Knockdown South
JIMBO MATHUS
Knockdown South Records
Your name is James Mathus and a couple years ago you moved back to your native Mississippi. Opened a studio called Delta Recording in Clarksdale. Started your own label. Played second guitar with Buddy Guy. Your old band the Squirrel Nut Zippers is long gone.

James Mathus? Nah. Time to go with Jimbo. Good move.

Another good move: Making your maiden voyage at Delta Recording a winner. Knockdown South (the name of his band, label, and new CD) is a beguiling amalgam of Southern music – rough-and-tumble Mississippi hill-country blues, ragged boogie, hardscrabble Memphis R&B, undiluted swamp-rock and boozy honky tonk. Deeply honest and proudly unrefined, the album evokes Exile-era Rolling Stones.

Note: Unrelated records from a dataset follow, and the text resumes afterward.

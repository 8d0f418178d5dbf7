// src/session.rs

//! Running tasks end to end.
//!
//! [`TaskRunner`] builds a task's container graph, hands it to a fresh state
//! machine and execution manager, and reports the outcome. A session runs a
//! task's prerequisites first and stops at the first task that fails.

use std::sync::Arc;

use tokio_util::sync::CancellationToken;
use tracing::{Instrument, info, info_span, warn};

use crate::config::model::{ConfigFile, ConfigSection, Task};
use crate::dag::{ContainerDependencyGraph, TaskExecutionOrderResolver};
use crate::engine::{
    CleanupPolicy, EventLogger, ExecutionOutcome, ParallelExecutionManager, TaskStateMachine,
    TelemetrySink, TracingEventLogger, TracingTelemetrySink,
};
use crate::errors::Result;
use crate::exec::{ContainerRuntime, StepRunner, TaskStepRunner};
use crate::types::TaskName;

/// Knobs that apply to every task in a session.
#[derive(Debug, Clone, PartialEq, Eq, Default)]
pub struct RunOptions {
    pub max_parallelism: Option<usize>,
    pub cleanup_policy: CleanupPolicy,
    /// Existing network to attach containers to.
    pub existing_network: Option<String>,
    pub skip_prerequisites: bool,
}

impl RunOptions {
    pub fn from_config(section: &ConfigSection) -> Self {
        Self {
            max_parallelism: section.max_parallelism,
            cleanup_policy: CleanupPolicy {
                after_failure: section.cleanup_after_failure,
                after_success: section.cleanup_after_success,
            },
            existing_network: section.network.clone(),
            skip_prerequisites: false,
        }
    }
}

/// Outcome of one task in a session.
#[derive(Debug, Clone, PartialEq, Eq)]
pub struct TaskResult {
    pub task: TaskName,
    pub outcome: ExecutionOutcome,
}

#[derive(Debug, Clone, PartialEq, Eq)]
pub struct SessionOutcome {
    /// Tasks that ran, in order.
    pub tasks: Vec<TaskResult>,
    /// Process exit code: the last main container's exit code, `1` if a task
    /// failed, `0` if no task had a main container.
    pub exit_code: i32,
}

impl SessionOutcome {
    pub fn succeeded(&self) -> bool {
        self.exit_code == 0
    }
}

/// Runs tasks from a validated configuration against a container runtime.
pub struct TaskRunner {
    config: ConfigFile,
    runtime: Arc<dyn ContainerRuntime>,
    event_logger: Arc<dyn EventLogger>,
    telemetry: Arc<dyn TelemetrySink>,
    options: RunOptions,
    cancellation: CancellationToken,
}

impl TaskRunner {
    /// Options default to the configuration's `[config]` section.
    pub fn new(config: ConfigFile, runtime: Arc<dyn ContainerRuntime>) -> Self {
        let options = RunOptions::from_config(&config.config);
        Self {
            config,
            runtime,
            event_logger: Arc::new(TracingEventLogger),
            telemetry: Arc::new(TracingTelemetrySink),
            options,
            cancellation: CancellationToken::new(),
        }
    }

    pub fn with_event_logger(mut self, event_logger: Arc<dyn EventLogger>) -> Self {
        self.event_logger = event_logger;
        self
    }

    pub fn with_telemetry(mut self, telemetry: Arc<dyn TelemetrySink>) -> Self {
        self.telemetry = telemetry;
        self
    }

    pub fn with_options(mut self, options: RunOptions) -> Self {
        self.options = options;
        self
    }

    pub fn with_cancellation(mut self, cancellation: CancellationToken) -> Self {
        self.cancellation = cancellation;
        self
    }

    pub fn config(&self) -> &ConfigFile {
        &self.config
    }

    /// Run one task (without its prerequisites).
    ///
    /// Graph errors are returned before any step runs.
    pub async fn run_task(&self, task: &Task) -> Result<ExecutionOutcome> {
        let graph = Arc::new(ContainerDependencyGraph::new(task, &self.config.container)?);
        let state_machine = Arc::new(TaskStateMachine::new(
            graph,
            self.options.cleanup_policy,
        ));

        let step_runner: Arc<dyn StepRunner> = Arc::new(TaskStepRunner::new(
            Arc::clone(&self.runtime),
            self.cancellation.clone(),
            self.options.existing_network.clone(),
        ));

        let manager = ParallelExecutionManager::new(
            state_machine,
            step_runner,
            Arc::clone(&self.event_logger),
            Arc::clone(&self.telemetry),
        )
        .with_max_parallelism(self.options.max_parallelism)
        .with_cancellation(self.cancellation.clone());

        let span = info_span!("task", task = %task.name);
        let outcome = manager.run().instrument(span).await;

        if outcome.succeeded() {
            info!(task = %task.name, exit_code = ?outcome.exit_code, "task finished");
        } else {
            warn!(task = %task.name, failures = outcome.failures.len(), "task failed");
        }

        for command in &outcome.manual_cleanup_commands {
            warn!(task = %task.name, command = %command, "manual cleanup required");
        }

        Ok(outcome)
    }

    /// Run `task_name` and (unless skipped) its prerequisites, in order.
    pub async fn run_session(&self, task_name: &str) -> Result<SessionOutcome> {
        let tasks = TaskExecutionOrderResolver::new(&self.config)
            .resolve(task_name, self.options.skip_prerequisites)?;

        let mut results = Vec::with_capacity(tasks.len());
        let mut exit_code = 0;

        for task in tasks {
            let outcome = self.run_task(task).await?;

            let stop = if !outcome.succeeded() {
                exit_code = 1;
                true
            } else {
                exit_code = match outcome.exit_code {
                    Some(code) => i32::try_from(code).unwrap_or(1),
                    None => exit_code,
                };
                exit_code != 0
            };

            results.push(TaskResult {
                task: task.name.clone(),
                outcome,
            });

            if stop || self.cancellation.is_cancelled() {
                break;
            }
        }

        Ok(SessionOutcome {
            tasks: results,
            exit_code,
        })
    }
}
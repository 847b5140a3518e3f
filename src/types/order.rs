//! Order, line item and status types

use std::fmt;
use std::str::FromStr;

use chrono::{DateTime, Utc};
use serde::{Deserialize, Serialize};

use crate::error::{OrderError, OrderResult};
use crate::money::{MAX_PRICE, MAX_QUANTITY};
use crate::utils::time::second_precision;

/// Category used when a line item arrives without one
pub const UNKNOWN_CATEGORY: &str = "unknown";

fn default_category() -> String {
    UNKNOWN_CATEGORY.to_string()
}

/// Order status vocabulary
#[derive(Debug, Clone, Copy, PartialEq, Eq, Hash, Serialize, Deserialize)]
#[serde(rename_all = "snake_case")]
pub enum OrderStatus {
    Pending,
    Preparing,
    Completed,
    Cancelled,
}

impl OrderStatus {
    pub const ALL: [OrderStatus; 4] = [
        OrderStatus::Pending,
        OrderStatus::Preparing,
        OrderStatus::Completed,
        OrderStatus::Cancelled,
    ];

    pub fn as_str(&self) -> &'static str {
        match self {
            OrderStatus::Pending => "pending",
            OrderStatus::Preparing => "preparing",
            OrderStatus::Completed => "completed",
            OrderStatus::Cancelled => "cancelled",
        }
    }
}

impl fmt::Display for OrderStatus {
    fn fmt(&self, f: &mut fmt::Formatter<'_>) -> fmt::Result {
        f.write_str(self.as_str())
    }
}

impl FromStr for OrderStatus {
    type Err = OrderError;

    fn from_str(s: &str) -> OrderResult<Self> {
        let s = s.trim();
        if s.is_empty() {
            return Err(OrderError::validation("status is required"));
        }
        OrderStatus::ALL
            .into_iter()
            .find(|status| status.as_str() == s)
            .ok_or_else(|| {
                let known: Vec<&str> = OrderStatus::ALL.iter().map(|st| st.as_str()).collect();
                OrderError::Validation(format!(
                    "unknown status '{}', expected one of {}",
                    s,
                    known.join(", ")
                ))
            })
    }
}

/// One menu item and quantity inside an order, price-snapshotted at creation
#[derive(Debug, Clone, PartialEq, Serialize, Deserialize)]
pub struct LineItem {
    pub name: String,
    #[serde(default = "default_category")]
    pub category: String,
    #[serde(alias = "price")]
    pub unit_price: f64,
    pub quantity: u32,
}

impl LineItem {
    pub fn new(
        name: impl Into<String>,
        category: impl Into<String>,
        unit_price: f64,
        quantity: u32,
    ) -> Self {
        Self {
            name: name.into(),
            category: category.into(),
            unit_price,
            quantity,
        }
    }

    /// Check the fields a new order relies on. `index` is the zero-based
    /// position used in the error message.
    pub fn validate(&self, index: usize) -> OrderResult<()> {
        if self.name.trim().is_empty() {
            return Err(OrderError::Validation(format!(
                "item {}: name must not be empty",
                index
            )));
        }
        if !self.unit_price.is_finite() || self.unit_price <= 0.0 {
            return Err(OrderError::Validation(format!(
                "item {} ('{}'): unit_price must be a positive number, got {}",
                index, self.name, self.unit_price
            )));
        }
        if self.unit_price > MAX_PRICE {
            return Err(OrderError::Validation(format!(
                "item {} ('{}'): unit_price exceeds maximum allowed ({}), got {}",
                index, self.name, MAX_PRICE, self.unit_price
            )));
        }
        if self.quantity == 0 {
            return Err(OrderError::Validation(format!(
                "item {} ('{}'): quantity must be at least 1",
                index, self.name
            )));
        }
        if self.quantity > MAX_QUANTITY {
            return Err(OrderError::Validation(format!(
                "item {} ('{}'): quantity exceeds maximum allowed ({}), got {}",
                index, self.name, MAX_QUANTITY, self.quantity
            )));
        }
        Ok(())
    }
}

/// A persisted order
#[derive(Debug, Clone, PartialEq, Serialize, Deserialize)]
pub struct Order {
    pub id: u64,
    pub order_number: String,
    pub items: Vec<LineItem>,
    pub total_amount: f64,
    pub status: OrderStatus,
    #[serde(default)]
    pub notes: Option<String>,
    #[serde(with = "second_precision")]
    pub created_at: DateTime<Utc>,
    #[serde(with = "second_precision")]
    pub updated_at: DateTime<Utc>,
}

/// An order that has been validated but not yet stored. The store assigns
/// the id; status starts as [`OrderStatus::Pending`].
#[derive(Debug, Clone, PartialEq)]
pub struct NewOrder {
    pub order_number: String,
    pub items: Vec<LineItem>,
    pub total_amount: f64,
    pub notes: Option<String>,
    pub created_at: DateTime<Utc>,
}

impl NewOrder {
    /// Materialize the stored form under `id`
    pub fn into_order(self, id: u64) -> Order {
        Order {
            id,
            order_number: self.order_number,
            items: self.items,
            total_amount: self.total_amount,
            status: OrderStatus::Pending,
            notes: self.notes,
            created_at: self.created_at,
            updated_at: self.created_at,
        }
    }
}

#[cfg(test)]
mod tests {
    use super::*;
    use chrono::TimeZone;

    #[test]
    fn test_status_round_trip_through_str() {
        for status in OrderStatus::ALL {
            assert_eq!(status.as_str().parse::<OrderStatus>().unwrap(), status);
        }
    }

    #[test]
    fn test_empty_status_is_rejected() {
        let err = "  ".parse::<OrderStatus>().unwrap_err();
        assert!(matches!(err, OrderError::Validation(_)));
    }

    #[test]
    fn test_unknown_status_lists_vocabulary() {
        let err = "served".parse::<OrderStatus>().unwrap_err();
        assert!(err.to_string().contains("pending, preparing, completed, cancelled"));
    }

    #[test]
    fn test_line_item_accepts_price_alias_and_default_category() {
        let item: LineItem =
            serde_json::from_str(r#"{"name":"Tea","price":3.5,"quantity":2}"#).unwrap();
        assert_eq!(item.unit_price, 3.5);
        assert_eq!(item.category, UNKNOWN_CATEGORY);
    }

    #[test]
    fn test_fractional_quantity_is_rejected_by_serde() {
        let parsed = serde_json::from_str::<LineItem>(
            r#"{"name":"Tea","category":"drink","unit_price":3.5,"quantity":1.5}"#,
        );
        assert!(parsed.is_err());
    }

    #[test]
    fn test_line_item_validation() {
        assert!(LineItem::new("Tea", "drink", 3.5, 1).validate(0).is_ok());
        assert!(LineItem::new("", "drink", 3.5, 1).validate(0).is_err());
        assert!(LineItem::new("Tea", "drink", 0.0, 1).validate(0).is_err());
        assert!(LineItem::new("Tea", "drink", -1.0, 1).validate(0).is_err());
        assert!(LineItem::new("Tea", "drink", f64::NAN, 1).validate(0).is_err());
        assert!(LineItem::new("Tea", "drink", 3.5, 0).validate(0).is_err());
    }

    #[test]
    fn test_line_item_bounds() {
        assert!(LineItem::new("Banquet", "main", MAX_PRICE, MAX_QUANTITY).validate(0).is_ok());
        assert!(LineItem::new("Gold", "main", 5e28, 1).validate(0).is_err());
        assert!(LineItem::new("Tea", "drink", 3.5, MAX_QUANTITY + 1).validate(0).is_err());
    }

    #[test]
    fn test_order_serializes_second_precision_timestamps() {
        let created = Utc.with_ymd_and_hms(2025, 1, 10, 23, 0, 0).unwrap()
            + chrono::Duration::milliseconds(450);
        let order = NewOrder {
            order_number: "20250110230000-001".to_string(),
            items: vec![LineItem::new("Noodles", "main", 9.0, 1)],
            total_amount: 9.0,
            notes: None,
            created_at: created,
        }
        .into_order(1);

        let json = serde_json::to_value(&order).unwrap();
        assert_eq!(json["created_at"], "2025-01-10T23:00:00Z");
        assert_eq!(json["updated_at"], "2025-01-10T23:00:00Z");
        assert_eq!(json["status"], "pending");
    }
}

The whole thing has a live-in-the-studio, set-the-levels-and-play feel. The drums sound like drums, with the requisite clatter of the snare and sustained crash of the cymbals. The horn parts on a couple tunes sound under-rehearsed, like the Stax section the morning after a bender. Likewise, Mathus is not a slick guitarist, preferring instead to play tight, knotty leads and sleazed-out rhythm parts. He sings in a dissolute bellow, reveling in its Southern-ness, not sweating an off-key note here and there.

Amid all this devil-may-care authenticity stands a group of strong tunes, not gussied up into would-be hits, but deeply soulful and unremittingly real. They are pushed along by a rhythm section that never fails to get a nice grind going.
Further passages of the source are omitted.